First of all, when it comes to dosage, you can’t consider your dog or cat  a “small human” and just adjust it to the weight.

In states where recreational marijuana is legal, a lot of cases have been reported were pets accidentally eat their owner’s edibles. This is extremely dangerous because of the low tolerance dogs have of THC. Also, dogs don’t process chocolate very well, so a chocolate based edible is considered potentially lethal.

Specifically, the THC receptors in dogs are located in a part of the brain called cerebellum. This area is in charge of balance and equilibrium. And, as you read above, these THC receptors are abundant in dogs. So when your curious and faithful friend ingests a high amount of this cannabinoid, it will start to lose its balance and fall uncontrollably. This is called, as said by Dr. Silver, “Static Ataxia”.

However, Dr. Silver recommends that a very, very small dose of THC can be a good place to start: 0.05 milligrams per pound of your pet’s body weight. But you have to be careful and be alert to see the side effects. If after two hours your dog starts acting dizzy, its eyes get red and loses its balance, the dose is too high. If these symptoms don’t show, then you’re good to go.

In hemp derivatives, high in CBD, the correct dose Dr. Silver recommends is 0.05mg/pound twice a day. It’s better to start with a small dose and then start increasing it over the weeks.

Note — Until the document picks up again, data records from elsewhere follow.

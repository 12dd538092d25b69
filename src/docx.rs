//! Minimal WordprocessingML package handling.
//!
//! Only `word/document.xml` is interpreted: it is cut into paragraphs and each
//! paragraph into runs of text. Every other package part, and every paragraph
//! that was not edited, is written back byte-for-byte. Paragraphs carrying
//! text boxes or drawings are locked and never edited.

use std::io::{Cursor, Read, Write};

use once_cell::sync::Lazy;
use regex::{Captures, Regex};
use zip::write::SimpleFileOptions;
use zip::{CompressionMethod, ZipArchive, ZipWriter};

use crate::document::{Document, DocumentError, Paragraph, Run, RunStyle};

pub const DOCUMENT_PART: &str = "word/document.xml";

static PARAGRAPH_TAG_RE: Lazy<Regex> =
    Lazy::new(|| Regex::new(r"<w:p(?:\s[^>]*)?/>|<w:p(?:\s[^>]*)?>|</w:p>").unwrap());
// Run content a re-rendered paragraph cannot reproduce.
static EMBEDDED_RE: Lazy<Regex> = Lazy::new(|| Regex::new(r"<w:(?:drawing|pict|object)[\s/>]").unwrap());
static PPR_RE: Lazy<Regex> =
    Lazy::new(|| Regex::new(r"(?s)\A\s*(?:<w:pPr\s*/>|<w:pPr(?:\s[^>]*)?>.*?</w:pPr>)").unwrap());
static RUN_RE: Lazy<Regex> = Lazy::new(|| Regex::new(r"(?s)<w:r(?:\s[^>]*)?>(.*?)</w:r>").unwrap());
static RPR_RE: Lazy<Regex> =
    Lazy::new(|| Regex::new(r"(?s)<w:rPr\s*/>|<w:rPr(?:\s[^>]*)?>.*?</w:rPr>").unwrap());
static TEXT_RE: Lazy<Regex> = Lazy::new(|| {
    Regex::new(r"(?s)<w:t(?:\s[^>]*)?/>|<w:t(?:\s[^>]*)?>(.*?)</w:t>|<w:tab\s*/>|<w:(?:br|cr)(?:\s[^>]*)?/>").unwrap()
});
static ENTITY_RE: Lazy<Regex> = Lazy::new(|| Regex::new(r"&(#x[0-9A-Fa-f]+|#[0-9]+|[A-Za-z]+);").unwrap());

#[derive(Debug, Clone)]
struct Entry {
    name: String,
    data: Vec<u8>,
    is_dir: bool,
}

#[derive(Debug, Clone)]
struct ParagraphXml {
    open_tag: String,
    properties: String,
    original: String,
}

#[derive(Debug, Clone)]
enum Piece {
    Verbatim(String),
    Paragraph(ParagraphXml),
}

/// The parts of a `.docx` needed to write it back after editing paragraphs.
#[derive(Debug, Clone)]
pub struct DocxPackage {
    entries: Vec<Entry>,
    body: Vec<Piece>,
}

fn malformed(e: impl std::fmt::Display) -> DocumentError {
    DocumentError::Malformed(e.to_string())
}

pub fn read_docx(bytes: &[u8]) -> Result<Document, DocumentError> {
    let mut archive = ZipArchive::new(Cursor::new(bytes)).map_err(malformed)?;
    let mut entries = Vec::with_capacity(archive.len());
    for i in 0..archive.len() {
        let mut file = archive.by_index(i).map_err(malformed)?;
        let name = file.name().to_string();
        let is_dir = file.is_dir();
        let mut data = Vec::new();
        file.read_to_end(&mut data).map_err(malformed)?;
        entries.push(Entry { name, data, is_dir });
    }

    let part = entries
        .iter()
        .find(|e| e.name == DOCUMENT_PART)
        .ok_or_else(|| DocumentError::Malformed(format!("missing {}", DOCUMENT_PART)))?;
    let xml = std::str::from_utf8(&part.data).map_err(malformed)?;
    let (body, paragraphs) = split_body(xml);

    Ok(Document::from_docx(DocxPackage { entries, body }, paragraphs))
}

/// Byte ranges of the outermost `<w:p>` elements in `xml`. Paragraphs nested
/// inside them (text boxes) belong to the enclosing range.
fn paragraph_spans(xml: &str) -> Vec<(usize, usize)> {
    let mut spans = Vec::new();
    let mut depth = 0usize;
    let mut start = 0usize;
    for m in PARAGRAPH_TAG_RE.find_iter(xml) {
        let tag = m.as_str();
        if tag == "</w:p>" {
            match depth {
                0 => {}
                1 => {
                    spans.push((start, m.end()));
                    depth = 0;
                }
                _ => depth -= 1,
            }
        } else if tag.ends_with("/>") {
            if depth == 0 {
                spans.push((m.start(), m.end()));
            }
        } else {
            if depth == 0 {
                start = m.start();
            }
            depth += 1;
        }
    }
    spans
}

fn split_body(xml: &str) -> (Vec<Piece>, Vec<Paragraph>) {
    let mut pieces = Vec::new();
    let mut paragraphs = Vec::new();
    let mut last = 0usize;
    for (start, end) in paragraph_spans(xml) {
        if start > last {
            pieces.push(Piece::Verbatim(xml[last..start].to_string()));
        }
        let (para_xml, paragraph) = parse_paragraph(&xml[start..end]);
        pieces.push(Piece::Paragraph(para_xml));
        paragraphs.push(paragraph);
        last = end;
    }
    if last < xml.len() {
        pieces.push(Piece::Verbatim(xml[last..].to_string()));
    }
    (pieces, paragraphs)
}

fn parse_paragraph(raw: &str) -> (ParagraphXml, Paragraph) {
    let open_end = raw.find('>').map(|i| i + 1).unwrap_or(raw.len());
    let open_tag = raw[..open_end].to_string();
    let mut properties = String::new();
    let mut runs = Vec::new();
    let mut locked = false;

    if !open_tag.ends_with("/>") {
        let inner = &raw[open_end..raw.len().saturating_sub("</w:p>".len()).max(open_end)];
        let mut content_start = 0;
        if let Some(ppr) = PPR_RE.find(inner) {
            properties = ppr.as_str().trim_start().to_string();
            content_start = ppr.end();
        }
        let content = &inner[content_start..];
        let nested = paragraph_spans(content);
        locked = !nested.is_empty() || EMBEDDED_RE.is_match(content);
        let own = without_spans(content, &nested);
        for cap in RUN_RE.captures_iter(&own) {
            let body = cap.get(1).map(|m| m.as_str()).unwrap_or("");
            let run_props = RPR_RE.find(body).map(|m| m.as_str().to_string());
            let text = run_text(body);
            if text.is_empty() {
                continue;
            }
            runs.push(Run { text, style: RunStyle::default(), properties: run_props });
        }
    }

    let xml = ParagraphXml { open_tag, properties, original: raw.to_string() };
    (xml, Paragraph { runs, edited: false, locked })
}

fn without_spans(s: &str, spans: &[(usize, usize)]) -> String {
    let mut out = String::with_capacity(s.len());
    let mut last = 0usize;
    for &(start, end) in spans {
        out.push_str(&s[last..start]);
        last = end;
    }
    out.push_str(&s[last..]);
    out
}

fn run_text(body: &str) -> String {
    let mut text = String::new();
    for cap in TEXT_RE.captures_iter(body) {
        if let Some(t) = cap.get(1) {
            text.push_str(&unescape_xml(t.as_str()));
            continue;
        }
        let tag = cap.get(0).map(|m| m.as_str()).unwrap_or("");
        if tag.starts_with("<w:tab") {
            text.push('\t');
        } else if tag.starts_with("<w:br") || tag.starts_with("<w:cr") {
            text.push('\n');
        }
    }
    text
}

pub fn write_docx(package: &DocxPackage, paragraphs: &[Paragraph]) -> Result<Vec<u8>, DocumentError> {
    let body = render_body(package, paragraphs);
    let write_err = |e: zip::result::ZipError| DocumentError::Write(e.to_string());

    let mut writer = ZipWriter::new(Cursor::new(Vec::new()));
    let options = SimpleFileOptions::default().compression_method(CompressionMethod::Deflated);
    for entry in &package.entries {
        if entry.is_dir {
            writer.add_directory(entry.name.as_str(), options).map_err(write_err)?;
            continue;
        }
        writer.start_file(entry.name.as_str(), options).map_err(write_err)?;
        let data: &[u8] = if entry.name == DOCUMENT_PART { body.as_bytes() } else { &entry.data };
        writer.write_all(data).map_err(|e| DocumentError::Write(e.to_string()))?;
    }
    let cursor = writer.finish().map_err(write_err)?;
    Ok(cursor.into_inner())
}

fn render_body(package: &DocxPackage, paragraphs: &[Paragraph]) -> String {
    let mut out = String::new();
    let mut index = 0usize;
    for piece in &package.body {
        match piece {
            Piece::Verbatim(s) => out.push_str(s),
            Piece::Paragraph(p) => {
                match paragraphs.get(index) {
                    Some(para) if para.edited && !para.locked => out.push_str(&render_paragraph(p, para)),
                    _ => out.push_str(&p.original),
                }
                index += 1;
            }
        }
    }
    out
}

fn render_paragraph(xml: &ParagraphXml, para: &Paragraph) -> String {
    let mut out = String::new();
    if xml.open_tag.ends_with("/>") {
        out.push_str(xml.open_tag.trim_end_matches("/>"));
        out.push('>');
    } else {
        out.push_str(&xml.open_tag);
    }
    out.push_str(&xml.properties);
    for run in &para.runs {
        out.push_str(&render_run(run));
    }
    out.push_str("</w:p>");
    out
}

fn render_run(run: &Run) -> String {
    let mut out = String::from("<w:r>");
    if run.style != RunStyle::default() {
        out.push_str("<w:rPr>");
        if run.style.italic {
            out.push_str("<w:i/>");
        }
        if let Some(color) = run.style.color {
            out.push_str(&format!("<w:color w:val=\"{}\"/>", color.hex()));
        }
        out.push_str("</w:rPr>");
    } else if let Some(props) = &run.properties {
        out.push_str(props);
    }

    let mut pending = String::new();
    for ch in run.text.chars() {
        match ch {
            '\t' => {
                flush_text(&mut out, &mut pending);
                out.push_str("<w:tab/>");
            }
            '\n' => {
                flush_text(&mut out, &mut pending);
                out.push_str("<w:br/>");
            }
            _ => pending.push(ch),
        }
    }
    flush_text(&mut out, &mut pending);
    out.push_str("</w:r>");
    out
}

fn flush_text(out: &mut String, pending: &mut String) {
    if pending.is_empty() {
        return;
    }
    out.push_str("<w:t xml:space=\"preserve\">");
    out.push_str(&escape_xml(pending));
    out.push_str("</w:t>");
    pending.clear();
}

pub fn escape_xml(s: &str) -> String {
    let mut out = String::with_capacity(s.len());
    for ch in s.chars() {
        match ch {
            '&' => out.push_str("&amp;"),
            '<' => out.push_str("&lt;"),
            '>' => out.push_str("&gt;"),
            _ => out.push(ch),
        }
    }
    out
}

pub fn unescape_xml(s: &str) -> String {
    ENTITY_RE
        .replace_all(s, |cap: &Captures| {
            let name = &cap[1];
            let decoded = match name {
                "amp" => Some('&'),
                "lt" => Some('<'),
                "gt" => Some('>'),
                "quot" => Some('"'),
                "apos" => Some('\''),
                _ if name.starts_with("#x") => u32::from_str_radix(&name[2..], 16).ok().and_then(char::from_u32),
                _ if name.starts_with('#') => name[1..].parse::<u32>().ok().and_then(char::from_u32),
                _ => None,
            };
            decoded.map(String::from).unwrap_or_else(|| cap[0].to_string())
        })
        .into_owned()
}
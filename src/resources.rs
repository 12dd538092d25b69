use crate::catalog::Resource;
use crate::classify::extract_keywords;

/// Resources whose category or label contains any keyword of `document_type`.
pub fn find_related_resources<'a>(document_type: &str, resources: &'a [Resource]) -> Vec<&'a Resource> {
    let keywords = extract_keywords(document_type);
    resources
        .iter()
        .filter(|r| {
            let category = r.category.to_lowercase();
            let label = r.document_type.to_lowercase();
            keywords.iter().any(|k| category.contains(k.as_str()) || label.contains(k.as_str()))
        })
        .collect()
}

/// Resources grouped by category, categories in first-seen order.
pub fn group_resources_by_category(resources: &[Resource]) -> Vec<(String, Vec<&Resource>)> {
    let mut groups: Vec<(String, Vec<&Resource>)> = Vec::new();
    for r in resources {
        match groups.iter_mut().find(|(name, _)| name == &r.category) {
            Some((_, items)) => items.push(r),
            None => groups.push((r.category.clone(), vec![r])),
        }
    }
    groups
}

CBD for Pets: The right dossage

As you can see, cannabinoids can have medicinal uses for pets as well as humans. CB1 and CB2 receptors, when unlocked by THC or CBD, trigger a series of responses in the body only possible because of the ECS, present in all vertebrates. Although THC can be extremely lethal to your dog, CBD has a lot of medical benefits and almost no side effects (other than the munchies). But, if you are considering CBD as a treatment for your pet, you have to be very careful with dosage. Consult your vet, and start with small proportions and increase gradually.